[Data extract]:
§ §

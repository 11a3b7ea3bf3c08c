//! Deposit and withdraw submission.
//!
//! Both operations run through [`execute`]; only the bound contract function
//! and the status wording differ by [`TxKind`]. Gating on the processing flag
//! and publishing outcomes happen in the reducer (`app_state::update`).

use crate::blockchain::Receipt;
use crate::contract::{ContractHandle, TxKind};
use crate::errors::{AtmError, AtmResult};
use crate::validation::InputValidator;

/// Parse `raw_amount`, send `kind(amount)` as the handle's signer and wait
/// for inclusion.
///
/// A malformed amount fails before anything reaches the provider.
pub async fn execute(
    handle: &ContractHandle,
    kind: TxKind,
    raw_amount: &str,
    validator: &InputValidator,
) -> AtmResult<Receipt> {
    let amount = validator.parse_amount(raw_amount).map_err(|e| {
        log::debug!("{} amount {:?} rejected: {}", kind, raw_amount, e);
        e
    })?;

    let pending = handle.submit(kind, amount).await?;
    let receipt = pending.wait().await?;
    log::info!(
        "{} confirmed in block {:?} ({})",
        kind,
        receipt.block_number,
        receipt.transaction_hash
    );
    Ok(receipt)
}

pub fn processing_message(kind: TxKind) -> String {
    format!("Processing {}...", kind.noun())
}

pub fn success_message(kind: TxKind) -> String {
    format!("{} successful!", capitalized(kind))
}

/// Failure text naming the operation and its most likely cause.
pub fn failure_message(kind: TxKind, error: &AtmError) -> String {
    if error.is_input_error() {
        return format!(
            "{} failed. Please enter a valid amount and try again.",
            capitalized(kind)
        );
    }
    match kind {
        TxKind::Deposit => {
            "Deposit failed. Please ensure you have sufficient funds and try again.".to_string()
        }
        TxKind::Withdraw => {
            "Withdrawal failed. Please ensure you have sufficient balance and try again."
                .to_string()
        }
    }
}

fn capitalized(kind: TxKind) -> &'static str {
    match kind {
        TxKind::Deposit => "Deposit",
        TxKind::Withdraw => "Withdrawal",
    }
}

§ §

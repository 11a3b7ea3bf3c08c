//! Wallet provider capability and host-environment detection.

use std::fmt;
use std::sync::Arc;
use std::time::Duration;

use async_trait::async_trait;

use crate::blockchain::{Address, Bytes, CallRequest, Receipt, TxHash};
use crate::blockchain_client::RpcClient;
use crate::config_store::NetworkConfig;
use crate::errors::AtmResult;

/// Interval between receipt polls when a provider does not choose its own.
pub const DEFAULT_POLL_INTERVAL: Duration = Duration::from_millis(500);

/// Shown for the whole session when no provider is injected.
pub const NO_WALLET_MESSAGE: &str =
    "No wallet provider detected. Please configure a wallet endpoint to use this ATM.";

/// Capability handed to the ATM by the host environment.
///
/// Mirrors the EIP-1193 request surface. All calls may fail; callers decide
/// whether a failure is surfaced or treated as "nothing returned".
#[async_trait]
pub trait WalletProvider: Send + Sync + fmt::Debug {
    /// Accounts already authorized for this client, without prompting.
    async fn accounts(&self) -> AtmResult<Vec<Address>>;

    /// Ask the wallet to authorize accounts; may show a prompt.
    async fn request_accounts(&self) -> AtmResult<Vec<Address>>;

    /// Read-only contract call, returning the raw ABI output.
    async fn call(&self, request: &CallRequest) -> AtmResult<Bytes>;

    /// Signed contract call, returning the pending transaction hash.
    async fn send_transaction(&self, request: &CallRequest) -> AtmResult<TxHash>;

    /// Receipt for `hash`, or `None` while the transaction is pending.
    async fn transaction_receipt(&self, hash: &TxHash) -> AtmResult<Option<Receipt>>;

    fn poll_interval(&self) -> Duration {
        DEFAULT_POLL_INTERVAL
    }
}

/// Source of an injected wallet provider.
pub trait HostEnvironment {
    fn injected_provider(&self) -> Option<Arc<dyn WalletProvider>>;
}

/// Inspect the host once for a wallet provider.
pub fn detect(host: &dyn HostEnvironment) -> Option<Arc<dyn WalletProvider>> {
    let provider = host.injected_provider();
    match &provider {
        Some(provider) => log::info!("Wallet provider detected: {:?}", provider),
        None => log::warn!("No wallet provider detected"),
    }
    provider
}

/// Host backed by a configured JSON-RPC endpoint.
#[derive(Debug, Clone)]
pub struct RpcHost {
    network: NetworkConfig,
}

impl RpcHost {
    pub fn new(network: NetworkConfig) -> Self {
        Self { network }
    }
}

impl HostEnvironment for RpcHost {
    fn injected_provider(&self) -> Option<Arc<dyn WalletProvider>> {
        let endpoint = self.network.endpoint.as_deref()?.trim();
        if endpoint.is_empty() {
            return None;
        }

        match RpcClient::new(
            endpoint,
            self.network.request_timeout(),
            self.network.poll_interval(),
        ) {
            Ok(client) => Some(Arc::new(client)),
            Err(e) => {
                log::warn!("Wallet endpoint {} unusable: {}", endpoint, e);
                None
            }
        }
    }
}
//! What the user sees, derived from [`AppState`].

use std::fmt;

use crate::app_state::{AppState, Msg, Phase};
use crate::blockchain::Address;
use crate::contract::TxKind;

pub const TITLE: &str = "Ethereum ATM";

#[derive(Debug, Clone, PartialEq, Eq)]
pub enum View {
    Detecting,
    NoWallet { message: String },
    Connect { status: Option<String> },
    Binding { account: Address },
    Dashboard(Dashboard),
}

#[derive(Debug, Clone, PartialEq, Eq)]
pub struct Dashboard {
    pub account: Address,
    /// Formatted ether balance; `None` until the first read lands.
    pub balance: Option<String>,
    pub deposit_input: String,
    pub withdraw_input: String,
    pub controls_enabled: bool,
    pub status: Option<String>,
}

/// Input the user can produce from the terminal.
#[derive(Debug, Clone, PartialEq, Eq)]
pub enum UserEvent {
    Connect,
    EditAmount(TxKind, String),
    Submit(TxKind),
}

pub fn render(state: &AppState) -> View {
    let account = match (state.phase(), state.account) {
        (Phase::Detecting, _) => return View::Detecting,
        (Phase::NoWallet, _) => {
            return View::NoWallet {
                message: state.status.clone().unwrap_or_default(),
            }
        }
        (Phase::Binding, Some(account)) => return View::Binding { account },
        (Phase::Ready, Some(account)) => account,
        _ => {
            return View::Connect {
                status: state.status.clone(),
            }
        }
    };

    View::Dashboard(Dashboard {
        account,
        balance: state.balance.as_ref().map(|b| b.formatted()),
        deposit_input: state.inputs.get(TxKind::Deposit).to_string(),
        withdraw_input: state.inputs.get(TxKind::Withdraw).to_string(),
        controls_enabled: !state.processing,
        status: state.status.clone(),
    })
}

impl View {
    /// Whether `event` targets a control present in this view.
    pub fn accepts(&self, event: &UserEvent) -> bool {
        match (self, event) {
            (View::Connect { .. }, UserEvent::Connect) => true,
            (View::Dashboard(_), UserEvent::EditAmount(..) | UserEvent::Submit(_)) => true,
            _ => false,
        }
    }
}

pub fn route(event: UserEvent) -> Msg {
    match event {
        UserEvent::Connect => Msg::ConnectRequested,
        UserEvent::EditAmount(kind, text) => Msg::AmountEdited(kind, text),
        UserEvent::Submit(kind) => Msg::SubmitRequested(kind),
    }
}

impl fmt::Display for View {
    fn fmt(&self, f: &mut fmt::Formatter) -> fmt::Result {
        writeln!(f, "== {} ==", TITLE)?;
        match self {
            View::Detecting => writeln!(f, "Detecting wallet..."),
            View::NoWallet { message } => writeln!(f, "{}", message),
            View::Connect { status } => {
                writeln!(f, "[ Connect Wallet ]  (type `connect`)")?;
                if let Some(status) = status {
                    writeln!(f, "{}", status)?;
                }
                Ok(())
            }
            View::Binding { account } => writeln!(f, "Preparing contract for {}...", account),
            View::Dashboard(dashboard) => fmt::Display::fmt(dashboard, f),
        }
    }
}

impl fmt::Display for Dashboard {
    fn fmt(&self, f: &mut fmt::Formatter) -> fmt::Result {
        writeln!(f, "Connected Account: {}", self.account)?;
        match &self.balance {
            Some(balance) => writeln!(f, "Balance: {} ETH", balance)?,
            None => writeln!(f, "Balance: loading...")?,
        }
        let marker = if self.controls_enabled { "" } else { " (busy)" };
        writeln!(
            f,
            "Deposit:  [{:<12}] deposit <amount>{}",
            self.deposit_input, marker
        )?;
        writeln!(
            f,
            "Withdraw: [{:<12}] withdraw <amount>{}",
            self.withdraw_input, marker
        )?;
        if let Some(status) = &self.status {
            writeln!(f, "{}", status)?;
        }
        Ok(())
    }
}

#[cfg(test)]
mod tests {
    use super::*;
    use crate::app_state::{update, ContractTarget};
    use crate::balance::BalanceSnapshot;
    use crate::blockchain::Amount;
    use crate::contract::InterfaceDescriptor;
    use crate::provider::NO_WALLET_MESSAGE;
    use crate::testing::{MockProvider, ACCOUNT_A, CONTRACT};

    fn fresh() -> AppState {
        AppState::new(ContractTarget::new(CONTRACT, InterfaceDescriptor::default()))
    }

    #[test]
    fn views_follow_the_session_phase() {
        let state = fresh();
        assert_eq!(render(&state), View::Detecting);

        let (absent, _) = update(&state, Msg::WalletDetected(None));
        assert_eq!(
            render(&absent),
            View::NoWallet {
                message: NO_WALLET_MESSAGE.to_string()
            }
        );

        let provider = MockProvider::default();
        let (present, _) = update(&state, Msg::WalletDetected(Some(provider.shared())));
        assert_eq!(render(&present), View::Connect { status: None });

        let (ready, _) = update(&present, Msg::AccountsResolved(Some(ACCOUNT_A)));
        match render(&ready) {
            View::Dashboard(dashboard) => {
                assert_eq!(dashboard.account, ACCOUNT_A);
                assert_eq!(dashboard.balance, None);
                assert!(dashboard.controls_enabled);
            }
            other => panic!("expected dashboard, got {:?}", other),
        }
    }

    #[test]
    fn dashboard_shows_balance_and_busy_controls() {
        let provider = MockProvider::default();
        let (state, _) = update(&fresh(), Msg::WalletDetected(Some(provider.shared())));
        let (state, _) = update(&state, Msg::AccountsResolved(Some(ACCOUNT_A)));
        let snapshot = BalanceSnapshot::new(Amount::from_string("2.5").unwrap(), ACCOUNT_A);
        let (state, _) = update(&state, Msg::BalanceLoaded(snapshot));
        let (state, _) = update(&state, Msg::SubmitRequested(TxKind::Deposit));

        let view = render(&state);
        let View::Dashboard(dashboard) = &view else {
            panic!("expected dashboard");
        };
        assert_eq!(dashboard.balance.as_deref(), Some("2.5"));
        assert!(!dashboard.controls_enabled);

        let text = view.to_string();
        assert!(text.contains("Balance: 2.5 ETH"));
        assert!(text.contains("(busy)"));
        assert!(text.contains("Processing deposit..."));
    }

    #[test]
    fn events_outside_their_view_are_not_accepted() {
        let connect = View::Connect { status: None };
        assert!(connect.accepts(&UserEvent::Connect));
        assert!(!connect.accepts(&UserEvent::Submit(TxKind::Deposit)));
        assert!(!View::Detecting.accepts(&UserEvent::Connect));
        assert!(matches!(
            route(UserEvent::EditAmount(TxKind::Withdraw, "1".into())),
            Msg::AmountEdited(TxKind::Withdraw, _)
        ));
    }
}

§ §

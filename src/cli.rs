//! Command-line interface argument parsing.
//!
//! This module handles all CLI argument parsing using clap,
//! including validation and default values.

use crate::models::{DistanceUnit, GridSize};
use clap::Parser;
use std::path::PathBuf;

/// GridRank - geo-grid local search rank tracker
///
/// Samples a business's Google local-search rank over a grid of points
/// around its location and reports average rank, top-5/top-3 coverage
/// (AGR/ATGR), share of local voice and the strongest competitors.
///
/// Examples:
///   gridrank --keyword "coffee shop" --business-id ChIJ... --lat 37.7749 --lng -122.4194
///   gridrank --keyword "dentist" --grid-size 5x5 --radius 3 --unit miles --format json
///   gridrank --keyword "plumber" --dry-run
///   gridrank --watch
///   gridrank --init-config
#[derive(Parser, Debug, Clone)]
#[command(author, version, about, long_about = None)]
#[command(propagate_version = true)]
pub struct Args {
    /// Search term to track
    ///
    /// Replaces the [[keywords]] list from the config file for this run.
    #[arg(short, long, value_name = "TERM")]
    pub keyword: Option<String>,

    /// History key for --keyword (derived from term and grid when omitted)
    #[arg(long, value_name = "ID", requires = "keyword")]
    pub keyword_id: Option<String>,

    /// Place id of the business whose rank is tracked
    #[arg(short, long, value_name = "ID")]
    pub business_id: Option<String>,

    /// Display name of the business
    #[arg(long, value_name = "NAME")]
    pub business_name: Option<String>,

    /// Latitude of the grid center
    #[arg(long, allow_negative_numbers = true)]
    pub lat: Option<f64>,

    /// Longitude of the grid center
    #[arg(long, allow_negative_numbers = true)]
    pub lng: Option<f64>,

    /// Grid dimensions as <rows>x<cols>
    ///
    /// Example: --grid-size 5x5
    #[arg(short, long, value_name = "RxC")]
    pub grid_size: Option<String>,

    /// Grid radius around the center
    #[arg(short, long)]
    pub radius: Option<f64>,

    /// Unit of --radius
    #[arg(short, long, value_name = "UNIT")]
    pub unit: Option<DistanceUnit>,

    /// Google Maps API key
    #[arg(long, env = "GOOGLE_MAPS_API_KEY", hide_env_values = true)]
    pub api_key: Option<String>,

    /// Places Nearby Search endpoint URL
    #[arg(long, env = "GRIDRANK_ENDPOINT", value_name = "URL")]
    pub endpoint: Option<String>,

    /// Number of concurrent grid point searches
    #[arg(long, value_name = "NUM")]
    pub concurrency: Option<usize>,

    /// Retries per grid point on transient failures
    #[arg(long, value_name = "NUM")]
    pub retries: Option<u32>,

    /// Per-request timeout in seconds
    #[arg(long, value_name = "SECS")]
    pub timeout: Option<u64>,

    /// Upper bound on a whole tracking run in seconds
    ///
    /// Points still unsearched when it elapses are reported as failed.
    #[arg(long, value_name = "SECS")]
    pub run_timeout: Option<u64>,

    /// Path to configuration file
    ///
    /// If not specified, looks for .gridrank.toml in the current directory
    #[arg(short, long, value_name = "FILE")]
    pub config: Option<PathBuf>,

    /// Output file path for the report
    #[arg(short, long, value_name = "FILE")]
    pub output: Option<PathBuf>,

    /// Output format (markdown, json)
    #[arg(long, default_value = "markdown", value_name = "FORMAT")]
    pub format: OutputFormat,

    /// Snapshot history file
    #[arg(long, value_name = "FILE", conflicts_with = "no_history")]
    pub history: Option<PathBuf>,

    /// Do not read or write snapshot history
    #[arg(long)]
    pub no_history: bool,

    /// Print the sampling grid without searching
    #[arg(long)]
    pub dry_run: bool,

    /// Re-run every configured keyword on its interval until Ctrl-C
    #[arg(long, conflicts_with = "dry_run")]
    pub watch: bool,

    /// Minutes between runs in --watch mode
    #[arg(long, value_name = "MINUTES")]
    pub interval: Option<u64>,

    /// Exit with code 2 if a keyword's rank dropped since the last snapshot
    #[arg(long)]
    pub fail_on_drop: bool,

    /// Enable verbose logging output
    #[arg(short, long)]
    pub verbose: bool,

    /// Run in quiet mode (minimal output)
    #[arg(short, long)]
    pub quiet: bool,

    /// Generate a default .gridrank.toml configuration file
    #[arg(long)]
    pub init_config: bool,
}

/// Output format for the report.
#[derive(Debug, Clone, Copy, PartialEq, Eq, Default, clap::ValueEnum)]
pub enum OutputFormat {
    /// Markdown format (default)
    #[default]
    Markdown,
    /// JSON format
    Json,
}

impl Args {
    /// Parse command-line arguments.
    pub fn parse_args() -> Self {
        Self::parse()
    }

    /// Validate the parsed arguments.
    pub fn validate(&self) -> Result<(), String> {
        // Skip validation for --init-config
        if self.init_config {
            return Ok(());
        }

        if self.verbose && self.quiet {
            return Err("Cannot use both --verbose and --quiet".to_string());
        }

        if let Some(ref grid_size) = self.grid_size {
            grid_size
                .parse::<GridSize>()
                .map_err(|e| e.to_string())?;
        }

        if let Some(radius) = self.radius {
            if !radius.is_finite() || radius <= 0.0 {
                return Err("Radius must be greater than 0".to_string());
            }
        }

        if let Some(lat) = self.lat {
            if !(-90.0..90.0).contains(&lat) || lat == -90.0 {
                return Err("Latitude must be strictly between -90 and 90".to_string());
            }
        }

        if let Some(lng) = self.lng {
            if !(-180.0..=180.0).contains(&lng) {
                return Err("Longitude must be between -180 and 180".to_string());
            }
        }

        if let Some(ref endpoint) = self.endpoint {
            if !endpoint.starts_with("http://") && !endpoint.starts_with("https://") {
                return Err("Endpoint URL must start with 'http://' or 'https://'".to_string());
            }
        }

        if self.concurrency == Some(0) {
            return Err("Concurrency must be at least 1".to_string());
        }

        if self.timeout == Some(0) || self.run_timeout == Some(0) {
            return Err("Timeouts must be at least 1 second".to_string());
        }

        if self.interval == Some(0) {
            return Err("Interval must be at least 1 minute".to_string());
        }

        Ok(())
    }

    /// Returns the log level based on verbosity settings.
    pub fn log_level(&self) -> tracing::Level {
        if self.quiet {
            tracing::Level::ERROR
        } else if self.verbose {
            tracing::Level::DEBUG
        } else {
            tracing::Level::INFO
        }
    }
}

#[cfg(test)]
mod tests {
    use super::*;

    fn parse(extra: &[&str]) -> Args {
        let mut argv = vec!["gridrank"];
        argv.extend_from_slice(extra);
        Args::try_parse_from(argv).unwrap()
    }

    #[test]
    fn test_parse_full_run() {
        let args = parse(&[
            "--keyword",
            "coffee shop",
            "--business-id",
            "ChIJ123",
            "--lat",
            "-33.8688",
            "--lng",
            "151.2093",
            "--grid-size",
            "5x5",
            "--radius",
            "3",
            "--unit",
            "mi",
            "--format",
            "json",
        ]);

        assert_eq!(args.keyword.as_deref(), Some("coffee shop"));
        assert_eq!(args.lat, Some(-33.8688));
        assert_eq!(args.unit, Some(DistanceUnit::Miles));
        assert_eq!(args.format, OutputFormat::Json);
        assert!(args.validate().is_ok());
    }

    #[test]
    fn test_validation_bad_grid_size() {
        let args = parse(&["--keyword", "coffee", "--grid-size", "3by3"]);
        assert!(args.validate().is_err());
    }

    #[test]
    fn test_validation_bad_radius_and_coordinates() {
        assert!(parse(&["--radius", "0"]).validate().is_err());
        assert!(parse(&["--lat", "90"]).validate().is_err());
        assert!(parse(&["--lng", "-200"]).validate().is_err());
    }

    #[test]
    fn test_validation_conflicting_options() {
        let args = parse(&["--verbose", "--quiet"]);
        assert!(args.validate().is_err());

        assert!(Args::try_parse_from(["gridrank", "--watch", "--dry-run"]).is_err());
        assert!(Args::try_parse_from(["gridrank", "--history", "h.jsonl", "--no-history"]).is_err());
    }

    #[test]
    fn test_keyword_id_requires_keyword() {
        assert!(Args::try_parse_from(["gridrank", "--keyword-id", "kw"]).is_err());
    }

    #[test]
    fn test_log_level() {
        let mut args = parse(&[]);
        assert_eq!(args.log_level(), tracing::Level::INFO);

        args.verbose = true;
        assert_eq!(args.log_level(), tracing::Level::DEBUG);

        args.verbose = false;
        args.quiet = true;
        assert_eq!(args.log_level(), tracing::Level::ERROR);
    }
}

§ §

[What the task requires]: Each line in the records above that contains the word "HostEnvironment" must be copied.

[Response to the task]:
pub trait HostEnvironment {
pub fn detect(host: &dyn HostEnvironment) -> Option<Arc<dyn WalletProvider>> {
impl HostEnvironment for RpcHost {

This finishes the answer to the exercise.